Christopher Hightower
Problems at Home
Christopher Hightower's wife, Susan, knew nothing about her husband's failed business deal with Brendel. All she knew was that her husband was a loser.
All his life, Christopher Hightower had seen his dreams come crashing down around him. His first marriage failed miserably. So had his plans for becoming a doctor. Now, after seven years as an unsuccessful commodities broker, his marriage to his second wife was in shambles.
Susan Hightower was sick of all the broken promises. She was tired of being left penniless by a husband who depended on the generosity of her parents to provide food and shelter for her family. And she was sick of her husband's constant accusations that she was being unfaithful.
Sure, her husband was a good father. He coached her son's soccer team and was active in the youth group at the Barrington Congregational Church, where the family attended religious services regularly. He was even a well-respected member of the congregation where he taught Sunday school, headed the Junior Pilgrim Fellowship and worked to counsel troubled teenagers.
But there were things in his past that even those closest to Hightower didn't know.
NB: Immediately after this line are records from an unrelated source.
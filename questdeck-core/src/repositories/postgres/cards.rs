// File: questdeck-core/src/repositories/postgres/cards.rs

use async_trait::async_trait;
use sqlx::{Pool, Postgres, Row};
use uuid::Uuid;

use questdeck_common::error::Error;
use questdeck_common::models::card::{Card, CardTemplate, PoolKind};
use questdeck_common::traits::repository_traits::CardRepository;

pub struct PostgresCardRepository {
    pub pool: Pool<Postgres>,
}

impl PostgresCardRepository {
    pub fn new(pool: Pool<Postgres>) -> Self {
        Self { pool }
    }
}

fn template_from_row(r: &sqlx::postgres::PgRow) -> Result<CardTemplate, Error> {
    let spec: serde_json::Value = r.try_get("spec")?;
    let tpl: CardTemplate = serde_json::from_value(spec)?;
    Ok(tpl)
}

fn card_from_row(r: &sqlx::postgres::PgRow) -> Result<Card, Error> {
    let spec: serde_json::Value = r.try_get("template_spec")?;
    let template: CardTemplate = serde_json::from_value(spec)?;
    Ok(Card {
        card_id: r.try_get("card_id")?,
        owner_username: r.try_get("owner_username")?,
        template,
        done: r.try_get("done")?,
        progress: r.try_get("progress")?,
        history: r.try_get("history")?,
        is_viewed: r.try_get("is_viewed")?,
        version: r.try_get("version")?,
        created_at: r.try_get("created_at")?,
    })
}

#[async_trait]
impl CardRepository for PostgresCardRepository {
    async fn create_template(&self, tpl: &CardTemplate) -> Result<(), Error> {
        sqlx::query(
            r#"
            INSERT INTO card_templates (
                template_id,
                pool,
                goal,
                spec,
                created_at
            )
            VALUES ($1,$2,$3,$4,$5)
            "#,
        )
            .bind(tpl.template_id)
            .bind(tpl.placement.pool().as_str())
            .bind(&tpl.goal)
            .bind(serde_json::to_value(tpl)?)
            .bind(tpl.created_at)
            .execute(&self.pool)
            .await?;

        Ok(())
    }

    async fn get_template_by_id(&self, template_id: Uuid) -> Result<Option<CardTemplate>, Error> {
        let row_opt = sqlx::query(
            r#"
            SELECT spec
            FROM card_templates
            WHERE template_id = $1
            "#,
        )
            .bind(template_id)
            .fetch_optional(&self.pool)
            .await?;

        match row_opt {
            Some(r) => Ok(Some(template_from_row(&r)?)),
            None => Ok(None),
        }
    }

    async fn list_templates(&self) -> Result<Vec<CardTemplate>, Error> {
        let rows = sqlx::query(
            r#"
            SELECT spec
            FROM card_templates
            ORDER BY created_at
            "#,
        )
            .fetch_all(&self.pool)
            .await?;

        let mut out = Vec::with_capacity(rows.len());
        for r in rows {
            out.push(template_from_row(&r)?);
        }
        Ok(out)
    }

    async fn list_templates_by_pool(&self, pool: PoolKind) -> Result<Vec<CardTemplate>, Error> {
        let rows = sqlx::query(
            r#"
            SELECT spec
            FROM card_templates
            WHERE pool = $1
            ORDER BY created_at
            "#,
        )
            .bind(pool.as_str())
            .fetch_all(&self.pool)
            .await?;

        let mut out = Vec::with_capacity(rows.len());
        for r in rows {
            out.push(template_from_row(&r)?);
        }
        Ok(out)
    }

    async fn delete_templates(&self, template_ids: &[Uuid]) -> Result<(), Error> {
        sqlx::query(
            r#"
            DELETE FROM card_templates
            WHERE template_id = ANY($1)
            "#,
        )
            .bind(template_ids)
            .execute(&self.pool)
            .await?;

        Ok(())
    }

    async fn create_card(&self, card: &Card) -> Result<(), Error> {
        let (chain_name, chain_order) = match card.template.placement.chain() {
            Some((name, order)) => (Some(name.to_string()), Some(order)),
            None => (None, None),
        };

        sqlx::query(
            r#"
            INSERT INTO cards (
                card_id,
                owner_username,
                template_id,
                pool,
                chain_name,
                chain_order,
                template_spec,
                done,
                progress,
                history,
                is_viewed,
                version,
                created_at
            )
            VALUES ($1,$2,$3,$4,$5,$6,$7,$8,$9,$10,$11,$12,$13)
            "#,
        )
            .bind(card.card_id)
            .bind(&card.owner_username)
            .bind(card.template.template_id)
            .bind(card.template.placement.pool().as_str())
            .bind(chain_name)
            .bind(chain_order)
            .bind(serde_json::to_value(&card.template)?)
            .bind(card.done)
            .bind(card.progress)
            .bind(&card.history)
            .bind(card.is_viewed)
            .bind(card.version)
            .bind(card.created_at)
            .execute(&self.pool)
            .await?;

        Ok(())
    }

    async fn get_card_by_id(&self, card_id: Uuid) -> Result<Option<Card>, Error> {
        let row_opt = sqlx::query(
            r#"
            SELECT
                card_id,
                owner_username,
                template_spec,
                done,
                progress,
                history,
                is_viewed,
                version,
                created_at
            FROM cards
            WHERE card_id = $1
            "#,
        )
            .bind(card_id)
            .fetch_optional(&self.pool)
            .await?;

        match row_opt {
            Some(r) => Ok(Some(card_from_row(&r)?)),
            None => Ok(None),
        }
    }

    async fn list_cards_for_owner(
        &self,
        owner: &str,
        pool: Option<PoolKind>,
    ) -> Result<Vec<Card>, Error> {
        // chain_name/chain_order are NULL for daily cards, so the sort only
        // matters for const-pool results, which come back chain-grouped.
        let rows = match pool {
            Some(p) => {
                sqlx::query(
                    r#"
                    SELECT
                        card_id,
                        owner_username,
                        template_spec,
                        done,
                        progress,
                        history,
                        is_viewed,
                        version,
                        created_at
                    FROM cards
                    WHERE owner_username = $1
                      AND pool = $2
                    ORDER BY chain_name, chain_order
                    "#,
                )
                    .bind(owner)
                    .bind(p.as_str())
                    .fetch_all(&self.pool)
                    .await?
            }
            None => {
                sqlx::query(
                    r#"
                    SELECT
                        card_id,
                        owner_username,
                        template_spec,
                        done,
                        progress,
                        history,
                        is_viewed,
                        version,
                        created_at
                    FROM cards
                    WHERE owner_username = $1
                    ORDER BY chain_name, chain_order
                    "#,
                )
                    .bind(owner)
                    .fetch_all(&self.pool)
                    .await?
            }
        };

        let mut out = Vec::with_capacity(rows.len());
        for r in rows {
            out.push(card_from_row(&r)?);
        }
        Ok(out)
    }

    async fn update_card(&self, card: &Card) -> Result<(), Error> {
        let result = sqlx::query(
            r#"
            UPDATE cards
            SET done = $1,
                progress = $2,
                history = $3,
                is_viewed = $4,
                version = version + 1
            WHERE card_id = $5
              AND version = $6
            "#,
        )
            .bind(card.done)
            .bind(card.progress)
            .bind(&card.history)
            .bind(card.is_viewed)
            .bind(card.card_id)
            .bind(card.version)
            .execute(&self.pool)
            .await?;

        if result.rows_affected() == 0 {
            // row gone or a concurrent writer bumped the version first
            return Err(Error::StaleCard(card.card_id));
        }
        Ok(())
    }

    async fn mark_card_viewed(&self, card_id: Uuid) -> Result<(), Error> {
        sqlx::query(
            r#"
            UPDATE cards
            SET is_viewed = TRUE
            WHERE card_id = $1
            "#,
        )
            .bind(card_id)
            .execute(&self.pool)
            .await?;

        Ok(())
    }

    async fn delete_card(&self, card_id: Uuid) -> Result<(), Error> {
        sqlx::query(
            r#"
            DELETE FROM cards
            WHERE card_id = $1
            "#,
        )
            .bind(card_id)
            .execute(&self.pool)
            .await?;

        Ok(())
    }

    async fn delete_pending_cards(&self, owner: &str, pool: PoolKind) -> Result<u64, Error> {
        let result = sqlx::query(
            r#"
            DELETE FROM cards
            WHERE owner_username = $1
              AND pool = $2
              AND done = 0
            "#,
        )
            .bind(owner)
            .bind(pool.as_str())
            .execute(&self.pool)
            .await?;

        Ok(result.rows_affected())
    }
}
He had falsified his resume, claiming to have graduated "Magna Cum Laude" from the University of Rhode Island with a near-perfect grade point average. In fact, he was a mediocre student. He faked his job history, claiming to have increased sales by 35 percent at the pharmaceutical company where he worked. In truth, he was a terrible salesman with an abysmal sales record. He also submitted a forged transcript and letters of recommendation in order to get into the master's program in medicine at Wright State University in Ohio. Although he dropped out before he received his master's degree, on his resume he listed a Ph.D. degree.
But his lies weren't limited to his resume.
He also was a suspect in a fire at his Ohio home that destroyed much of the school books he used in his master's program. The fire allowed him to postpone his oral exams. He eventually dropped out of the master's program without ever taking them.
Then there was his questionable business dealings.
While living in Ohio shortly after his marriage to Susan, he ran a small investment club, losing almost all of the $102,000 entrusted to him over a period of four short months. Despite those losses, he had provided statements to his unsuspecting clients which showed that their investments were highly profitable. When they learned of his deception, the irate Ohio investors threatened to take legal action and file complaints with the CFTC.
Once again, however, Hightower managed to talk his way out of a sticky situation by offering to put his home up as collateral.
But financial troubles continued to plague him.
By the time of the murders, he was at least $100,000 in debt. His office telephone had been disconnected, he was behind $1,800 on the rent and his computer equipment was about to be repossessed. Now, Brendel had filed a complaint with the CFTC that was sure to end his brokerage career forever.
All his life, Christopher Hightower had been a failure. He was also a liar, a braggart and a man who wasn't above forging documents if it met his needs.
Yet, to the outside world, Hightower was a decent, upstanding citizen, a struggling businessman and a doting father who was well-liked and well-respected.. But Susan Hightower knew otherwise.
She knew about his fits of rage, his insatiable jealousy, his brooding moods and his financial ineptitude that had drained her parents of nearly $100,000 in money they had given her husband to start his failing commodities business.
By August 1991, Susan was sick of it all. She told him she wanted a divorce.
Hightower's world was beginning to collapse.
His first wife had started nagging him that he was late again on the child support payments for his two daughters, payments which Susan had been making from the small salary she made as a church secretary. He also was three months behind on the $600 monthly rent for his office, even though Susan's parents had been giving him $1,000 every month to pay his business bills. The check for the rent had bounced and the financial service that provided him daily stock quotes was threatening to cut off his access. Slowly, the financial noose was tightening.
In September, after a violent verbal confrontation, a terrified Susan filed for divorce.
But that move did not come without a price.
Angered and upset by what he considered his wife's betrayal, Hightower told Susan he had contracted with a hit man to have her killed.
"Do you know how much a human life is worth," he asked her one day, shortly after she announced her intentions. "It's worth $5,000. That's what I have paid to have someone kill you if you take my children away. And I paid an extra thousand dollars so it would look like an accident."
Susan was terrified. She knew from the look on her husband's face that he was serious about the threat. Two days later, she filed for a restraining order.
But long before that restraining order could be served, Hightower began to set his deadly plan in motion.